Quite a few of our Shelby County Master Gardeners will be moving up to a new level of volunteer achievement. Most of you, I am sure are aware of our “Reach for the Stars” Program. For those members who are not familiar with the Program or may just need a little reminder… You may have noticed some members have different colored stars or no star attached to their badge, or may even have a different colored badge? The “Reach for Stars” Program was approved and implemented by the State Master Gardener Board of Directors in February 1999. We now have 9 recognition categories. Categories are determined based on the total number of volunteer & CEU hours you have reported since becoming a Master Gardener. The category & requirements for each level are:
- Bronze Star 100 to 299 hours
- Silver Star 300 to 499 hours
- Gold Star 500 to 999 hours
- Gold Name Badge 1,000 to 1,999 hours
- Platinum Name Badge 2,000 to 3,999 hours
- Ruby Colored Gemstone 4,000 to 5,999 hours
- Emerald Colored Gemstone 6,000 to 7,999 hours
- Diamond Colored Gemstone 8,000 to 9,999 hours
- Lifetime Membership & Name Badge 10,000 plus hours
Please join me in congratulating the Shelby County members who will be recognized for their achievements at our March meeting:
- Bronze Star: Betty Daigle, Rita Forrest, Beth Glasgow, Aprille Hayes
- Silver Star: Judy Bynum, Judy Helms, Deborah Kattus, Ginny Whittaker
- Gold Star: Karen Kendall! Diane McKinnon, Loyd Mehaffey
Awards to be presented at the 2014 conference in Daphne:
- Gold Name Badge: Jan Rogers, Mary Tomas
- Platinum Name Badge: Cathy Canant
- Ruby Colored Gemstone: Jeanon Massien
Congratulations to all & thank you for everything you have done & will continue to do to support Shelby County and the Master Gardeners.

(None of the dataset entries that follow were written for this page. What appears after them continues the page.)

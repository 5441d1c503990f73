//! Search configuration and result types.

/// Search configuration.
#[derive(Clone, Copy, Debug, Default)]
pub struct SolverCfg {
    /// Maximum number of dequeued states before the search gives up.
    /// `None` runs to frontier exhaustion, which on a finite state space
    /// always terminates; the cap exists because "finite" can still mean
    /// `modulus^node_count` states.
    pub max_expansions: Option<usize>,
}

impl SolverCfg {
    /// Cap the number of dequeued states.
    #[inline]
    pub fn capped(max_expansions: usize) -> Self {
        Self {
            max_expansions: Some(max_expansions),
        }
    }
}

/// A shortest press sequence, applied left to right.
#[derive(Clone, Debug, PartialEq, Eq)]
pub struct Solution {
    pub moves: Vec<usize>,
}

impl Solution {
    #[inline]
    pub fn len(&self) -> usize {
        self.moves.len()
    }

    #[inline]
    pub fn is_empty(&self) -> bool {
        self.moves.is_empty()
    }
}

/// Search result.
///
/// `Unreachable` is a proof of non-existence (the reachable set was
/// exhausted); `Aborted` only says the cap was hit first. Callers that
/// want certainty retry with a larger cap or none.
#[derive(Clone, Debug, PartialEq, Eq)]
pub enum Outcome {
    Solved(Solution),
    Unreachable,
    Aborted { expanded: usize },
}

impl Outcome {
    /// The solution, if one was found.
    #[inline]
    pub fn solution(&self) -> Option<&Solution> {
        match self {
            Outcome::Solved(s) => Some(s),
            _ => None,
        }
    }
}
impl ForStmt {
    fn single_loop_var(&self) -> &Rc<Id> {
        match self.loop_vars.as_slice() {
            [var] => var,
            vars => internal_error(&format!(
                "sequential for loop built with {} loop variables",
                vars.len()
            )),
        }
    }

    fn exec(&self, f: &Frame, flow: &mut Flow) -> Result<Option<Val>, RuntimeError> {
        let mut ret = None;

        match self.target.eval(f)? {
            Val::Table(t) => {
                if t.borrow().is_empty() {
                    return Ok(None);
                }

                let mut cookie = t.borrow_mut().init_for_iteration();
                loop {
                    let next = t.borrow_mut().next_entry(&mut cookie);
                    let Some((key, value)) = next else {
                        break;
                    };
                    let index = t.borrow().recover_index(&key);

                    if let (Some(var), Some(value)) = (&self.value_var, value) {
                        f.set(var.slot, value);
                    }
                    for (var, v) in self.loop_vars.iter().zip(index) {
                        f.set(var.slot, v);
                    }

                    *flow = Flow::Next;
                    ret = match self.body.exec(f, flow) {
                        Ok(r) => r,
                        Err(e) => {
                            t.borrow_mut().stop_iteration(&mut cookie);
                            return Err(e);
                        }
                    };

                    if flow.stops_loop() {
                        // abandoned before exhaustion: hand the cookie back
                        t.borrow_mut().stop_iteration(&mut cookie);
                        break;
                    }
                }
            }

            Val::Vector(v) => {
                let var = self.single_loop_var();
                let mut i = 0usize;
                while i <= v.borrow().size() {
                    let populated = v.borrow().lookup(i).is_some();
                    if populated {
                        f.set(var.slot, coerce_to(Val::Count(i as u64), &var.ty));
                        *flow = Flow::Next;
                        ret = self.body.exec(f, flow)?;
                        if flow.stops_loop() {
                            break;
                        }
                    }
                    i += 1;
                }
            }

            Val::Str(s) => {
                let var = self.single_loop_var();
                for &b in s.iter() {
                    f.set(var.slot, Val::Str(vec![b]));
                    *flow = Flow::Next;
                    ret = self.body.exec(f, flow)?;
                    if flow.stops_loop() {
                        break;
                    }
                }
            }

            other => return Err(RuntimeError::NotIterable(other.ty().to_string())),
        }

        if matches!(*flow, Flow::Loop | Flow::Break) {
            *flow = Flow::Next;
        }
        Ok(ret)
    }
}
use super::*;
use crate::interpreter::builder::load_unit_json;

// ============================================================================
// Helpers
// ============================================================================

fn validate(json: &str) -> Vec<ValidationError> {
    let unit = load_unit_json(json).expect("unit should build");
    validate_unit(&unit)
}

fn for_rule<'a>(errors: &'a [ValidationError], rule_id: &str) -> Vec<&'a ValidationError> {
    errors.iter().filter(|e| e.rule_id == rule_id).collect()
}

fn has_rule(errors: &[ValidationError], rule_id: &str) -> bool {
    errors.iter().any(|e| e.rule_id == rule_id)
}

fn vector_loop(var: &str, body: &str) -> String {
    format!(
        r#"{{
            "name": "loop",
            "locals": [
                {{"name": "v", "type": {{"t": "Vector", "elem": {{"t": "Count"}}}}}},
                {{"name": "n", "type": {{"t": "Count"}}}}
            ],
            "body": {{
                "t": "For",
                "vars": [{{"name": "{}"}}],
                "iterable": {{"t": "Name", "name": "v"}},
                "body": {},
                "span": {{"start_line": 3, "start_col": 4, "end_line": 5, "end_col": 1}}
            }}
        }}"#,
        var, body
    )
}

// ============================================================================
// Unused variable
// ============================================================================

#[test]
fn test_unused_loop_variable() {
    let errors = validate(&vector_loop("i", r#"{"t": "Next"}"#));
    let unused = for_rule(&errors, "unused-variable");
    assert_eq!(unused.len(), 1);
    assert!(unused[0].message.contains("'i'"));
    assert_eq!(unused[0].severity, Severity::Warning);
    assert_eq!(unused[0].span.start_line, 3);
}

#[test]
fn test_used_loop_variable() {
    let body = r#"{"t": "Expr", "expr": {
        "t": "Assign",
        "target": {"t": "Name", "name": "n"},
        "value": {"t": "Name", "name": "i"}
    }}"#;
    let errors = validate(&vector_loop("i", body));
    assert!(!has_rule(&errors, "unused-variable"));
}

#[test]
fn test_underscore_loop_variable_is_exempt() {
    let errors = validate(&vector_loop("_i", r#"{"t": "Next"}"#));
    assert!(!has_rule(&errors, "unused-variable"));
}

#[test]
fn test_unused_type_case_binding() {
    let json = r#"{
        "name": "types",
        "locals": [{"name": "a", "type": {"t": "Any"}}],
        "body": {
            "t": "Switch",
            "expr": {"t": "Name", "name": "a"},
            "cases": [{
                "types": [{"type": {"t": "Count"}, "binding": "c",
                           "span": {"start_line": 7, "start_col": 9, "end_line": 7, "end_col": 20}}],
                "body": {"t": "Break"}
            }]
        }
    }"#;
    let errors = validate(json);
    let unused = for_rule(&errors, "unused-variable");
    assert_eq!(unused.len(), 1);
    assert!(unused[0].message.contains("'c'"));
    assert_eq!(unused[0].span.start_line, 7);
}

// ============================================================================
// Unreachable code
// ============================================================================

#[test]
fn test_statement_after_break_is_unreachable() {
    let body = r#"{"t": "List", "body": [
        {"t": "Break"},
        {"t": "Print", "args": [{"t": "Name", "name": "i"}],
         "span": {"start_line": 4, "start_col": 8, "end_line": 4, "end_col": 16}}
    ]}"#;
    let errors = validate(&vector_loop("i", body));
    let unreachable = for_rule(&errors, "unreachable-code");
    assert_eq!(unreachable.len(), 1);
    assert_eq!(unreachable[0].span.start_line, 4);
    assert!(unreachable[0].message.contains("break"));
}

#[test]
fn test_terminator_at_end_is_fine() {
    let body = r#"{"t": "List", "body": [
        {"t": "Print", "args": [{"t": "Name", "name": "i"}]},
        {"t": "Next"}
    ]}"#;
    let errors = validate(&vector_loop("i", body));
    assert!(errors.is_empty(), "unexpected: {:?}", errors);
}

#[test]
fn test_only_first_unreachable_statement_reported() {
    let json = r#"{
        "name": "f",
        "kind": {"t": "Function", "yield_type": {"t": "Count"}},
        "body": {"t": "List", "body": [
            {"t": "Return", "value": {"t": "Const", "value": {"t": "Count", "v": 1}}},
            {"t": "Print", "args": [{"t": "Const", "value": {"t": "Str", "v": "a"}}]},
            {"t": "Print", "args": [{"t": "Const", "value": {"t": "Str", "v": "b"}}]}
        ]}
    }"#;
    let errors = validate(json);
    assert_eq!(for_rule(&errors, "unreachable-code").len(), 1);
}

// ============================================================================
// Validator
// ============================================================================

#[test]
fn test_warnings_are_not_errors() {
    let unit = load_unit_json(&vector_loop("i", r#"{"t": "Next"}"#)).unwrap();
    assert!(!validate_unit(&unit).is_empty());
    assert!(!has_errors(&unit));
}

#[test]
fn test_rules_listed() {
    let ids: Vec<_> = Validator::new().rules().map(|(id, _)| id).collect();
    assert_eq!(ids, vec!["unreachable-code", "unused-variable"]);
}

#[test]
fn test_display() {
    let err = ValidationError::warning(Span::new(2, 4, 2, 9), "oops", "unused-variable");
    assert_eq!(
        err.to_string(),
        "warning at line 2, col 4: oops [unused-variable]"
    );
}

FRUITS & NUTS – Continue strawberry and grape plantings. Bud apples and peaches. Start planting blackberries. Remember, if weather conditions prevent prompt planting, heel the plants in by placing the root system in a trench and covering the soil.
SHRUBS – Fertilize shrubs (except azaleas and camellias) according to a soil test. Late plantings may be made, particularly if they are container-grown. Watch shrubs for harmful insects.
LAWNS – Plant Bermuda, Zoysia, and Centipede in South Alabama. Seed bluegrass and grass mixtures in North Alabama. Fertilize established lawns.
ROSES – Watch new growth for aphids. Begin a spray or dust program. Begin fertilizing.
ANNUALS AND PERENNIALS – Tender annuals may be planted in South Alabama. Check garden centers for bedding plants.
BULBS – Plant gladiolus every two or three weeks if a long Blooming season is desired. Plant tuberous begonias in pots. Plant dahlias.
MISCELLANEOUS – Check and repair sprayers, dusters, and lawn mowers. Control lawn weeds with chemicals. Delay pruning of fruiting shrubs such as cotoneasters, pyracanthas, and hollies until after flowering.
VEGETABLE SEEDS – Plant hardy crops recommended for January and February. After danger of frost is past, plant tender vegetables.
VEGETABLE PLANTS – Plant cabbage, onions, lettuce, broccoli, and Brussels sprouts in North Alabama; plant tomatoes and peppers in lower South Alabama.